ŞEHRİN KALABALIĞINDA KENDİNİ KAYBETMEK: MODERN YALNIZLIĞIN PSİKOLOJİSİ
Başak TOHUMCU

İnsanın iç dünyasını anlamak psikolojinin bilimsel misyonudur; o dünyayı ifade edilebilir kılmak ise yazının anlatı gücüdür.

   Yalnızlık, sadece bir yerde tek başına bulunma hâlinden ibaret değildir; çoğunlukla çok daha derinde, insanın sosyal bağlarında arzu ettiği derinlik, samimiyet ve anlamı bulamamasıyla ilgilidir. Bu nedenle yalnızlık için, fiziksel bir durumdan ziyade duygusal bir deneyimdir diyebiliriz. 

   2010 yılında Prof. Dr. Louise C. Hawkley ve Prof. Dr. John T. Cacioppo’nun kapsamlı incelemeleri, yalnızlığın üç temel boyutunu ortaya koyar: bilişsel boyut, kişinin ilişkilerini yetersiz veya tatmin edici olmayan şekilde algılaması; duygusal boyut, aidiyet ve değer görme ihtiyacının karşılanmamasıyla ortaya çıkan eksiklik hissi; davranışsal boyut ise sosyal geri çekilme, iletişimden kaçınma veya aşırı sosyal arayış gibi tepkileri kapsar. Doç. Dr. Dan P. Taylor ve ekibinin yürüttüğü  meta-analiz ise yalnızlık ve sosyal izolasyonun metabolik sendromdan demansa, depresyondan anksiyeteye kadar uzanan ciddi sağlık sorunlarıyla güçlü bir şekilde ilişkili olduğunu gösterir.  Bu ve bunlar dışında diğer araştırmalara baktığımızda, yalnızlığın sadece ruhsal değil, bedensel sağlığı da etkilediğini; kronik yalnızlığın bağışıklık sistemi üzerinde baskılayıcı, stres hormonlarını artırıcı ve kardiyovasküler hastalık riskini yükseltici etkiler yarattığını da görebiliriz.

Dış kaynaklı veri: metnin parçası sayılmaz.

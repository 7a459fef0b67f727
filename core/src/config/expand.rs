//! Config-value expansion and proxy-command placeholder substitution.
//!
//! `${env:VAR}` references and leading `~` are expanded before a config is
//! used. Proxy-command strings additionally support the OpenSSH-style `%x`
//! tokens; unknown tokens pass through unchanged.

/// Expand `${env:VAR}` references. Unset variables expand to nothing.
pub fn expand_env_placeholders(value: &str) -> String {
    let mut out = String::with_capacity(value.len());
    let mut rest = value;
    while let Some(start) = rest.find("${env:") {
        out.push_str(&rest[..start]);
        let after = &rest[start + 6..];
        match after.find('}') {
            Some(end) => {
                let var = &after[..end];
                if let Ok(v) = std::env::var(var) {
                    out.push_str(&v);
                }
                rest = &after[end + 1..];
            }
            None => {
                // Unterminated reference, keep it literal.
                out.push_str(&rest[start..]);
                return out;
            }
        }
    }
    out.push_str(rest);
    out
}

/// Expand a leading `~` or `~/` to the user's home directory.
pub fn expand_tilde(path: &str) -> String {
    if path == "~" {
        if let Some(home) = dirs::home_dir() {
            return home.to_string_lossy().into_owned();
        }
    } else if let Some(stripped) = path.strip_prefix("~/") {
        if let Some(home) = dirs::home_dir() {
            return home.join(stripped).to_string_lossy().into_owned();
        }
    }
    path.to_string()
}

/// Substitute proxy-command placeholders:
///
/// | token | value |
/// |---|---|
/// | `%d` | local home directory |
/// | `%h` | remote host name |
/// | `%l` / `%n` | local host name |
/// | `%p` | remote port |
/// | `%r` | remote user name |
/// | `%u` | local user name |
/// | `%z` | remote home directory |
pub fn substitute_command_placeholders(
    text: &str,
    remote_host: &str,
    remote_port: u16,
    remote_user: &str,
    remote_home: &str,
) -> String {
    let hostname = local_hostname();
    let home = dirs::home_dir()
        .map(|p| p.to_string_lossy().into_owned())
        .unwrap_or_default();
    let pairs = [
        ("%d", home),
        ("%h", remote_host.to_string()),
        ("%l", hostname.clone()),
        ("%n", hostname),
        ("%p", remote_port.to_string()),
        ("%r", remote_user.to_string()),
        ("%u", local_user()),
        ("%z", remote_home.to_string()),
    ];
    let mut out = text.to_string();
    for (token, value) in pairs {
        out = out.replace(token, &value);
    }
    out
}

fn local_hostname() -> String {
    if let Ok(name) = std::env::var("HOSTNAME") {
        if !name.is_empty() {
            return name;
        }
    }
    std::process::Command::new("hostname")
        .output()
        .ok()
        .filter(|out| out.status.success())
        .map(|out| String::from_utf8_lossy(&out.stdout).trim().to_string())
        .filter(|name| !name.is_empty())
        .unwrap_or_else(|| "localhost".to_string())
}

fn local_user() -> String {
    std::env::var("USER")
        .or_else(|_| std::env::var("USERNAME"))
        .unwrap_or_default()
}

#[cfg(test)]
mod tests {
    use super::*;

    #[test]
    fn env_placeholder_expands() {
        std::env::set_var("TERMBRIDGE_TEST_VAR", "bastion");
        assert_eq!(
            expand_env_placeholders("${env:TERMBRIDGE_TEST_VAR}.example.com"),
            "bastion.example.com"
        );
    }

    #[test]
    fn unset_env_placeholder_expands_to_nothing() {
        std::env::remove_var("TERMBRIDGE_TEST_UNSET");
        assert_eq!(
            expand_env_placeholders("a${env:TERMBRIDGE_TEST_UNSET}b"),
            "ab"
        );
    }

    #[test]
    fn unterminated_placeholder_stays_literal() {
        assert_eq!(expand_env_placeholders("host${env:HOME"), "host${env:HOME");
    }

    #[test]
    fn plain_strings_unchanged() {
        assert_eq!(expand_env_placeholders("example.com"), "example.com");
    }

    #[test]
    fn tilde_expands_to_home() {
        let home = dirs::home_dir().unwrap().to_string_lossy().into_owned();
        assert_eq!(expand_tilde("~"), home);
        assert!(expand_tilde("~/.ssh/id_rsa").starts_with(&home));
    }

    #[test]
    fn tilde_in_the_middle_is_literal() {
        assert_eq!(expand_tilde("/tmp/~file"), "/tmp/~file");
    }

    #[test]
    fn command_placeholders_substitute() {
        let out = substitute_command_placeholders(
            "ssh -W %h:%p jump-user@bastion",
            "target.internal",
            2222,
            "deploy",
            "",
        );
        assert_eq!(out, "ssh -W target.internal:2222 jump-user@bastion");
    }

    #[test]
    fn remote_user_and_home_substitute() {
        let out = substitute_command_placeholders("%r:%z", "h", 22, "deploy", "/home/deploy");
        assert_eq!(out, "deploy:/home/deploy");
    }

    #[test]
    fn unknown_tokens_pass_through() {
        let out = substitute_command_placeholders("nc %h %p %q", "host", 22, "u", "");
        assert_eq!(out, "nc host 22 %q");
    }
}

   Öte yandan yalnızlığın kökenleri yalnızca bireysel özelliklere değil, kültürel ve çevresel faktörlere de uzandığını söyleyebiliriz. Şehirleşmenin getirdiği mecburi hızlı yaşam temposu, yüzeyselleşen ilişkiler, sosyal medya aracılığıyla kurulan yapay ve kırılgan bağlar ve aile yapısındaki değişimler, modern yalnızlığın zeminini hazırlayan başlıca unsurlardır. Dünya Sağlık Örgütü (WHO)’nün 2023 raporunda yalnızlık, küresel ölçekte bir halk sağlığı sorunu olarak tanımlanmış boyuttadır. Uzun süreli yalnızlığın bilişsel işlevlerde bozulma, uyku düzensizlikleri, bağışıklık direncinde azalma ve yaşam süresinde kısalma ile ilişkili olduğuna dikkat çekilmiştir.

   Bu perspektiften bakıldığında, yalnızlık kavramı salt “sosyal bağ eksikliği” ile sınırlı değildir; bireyin kendini anlamlı, değerli ve ilişkiler içinde görünür hissetme kapasitesini de içine alan çok katmanlı bir olgudur. Dolayısıyla yalnızlığın fark edilmesi, sadece bireysel psikoloji açısından değil, toplumsal sağlık ve kültürel bağlam açısından da büyük bir öneme sahiptir.

   Modern yalnızlık, özellikle 2010’lu yıllardan itibaren hızlanan bireyselleşme, teknolojik açıdan dönüşüm, kentsel yaşamın yoğunluğu ve yorgunluğu ve ekonomik belirsizlikler gibi küresel eğilimlerin bir araya gelmesiyle daha görünür ve daha derin bir sorun hâline gelmiştir. Artık yalnızlık kavramı, sadece bireysel bir ruh hâli değil, Dünya Sağlık Örgütü (WHO) ve birçok sosyal bilimci tarafından “küresel bir halk sağlığı krizi” olarak tanımlanacak düzeye ulaşmıştır.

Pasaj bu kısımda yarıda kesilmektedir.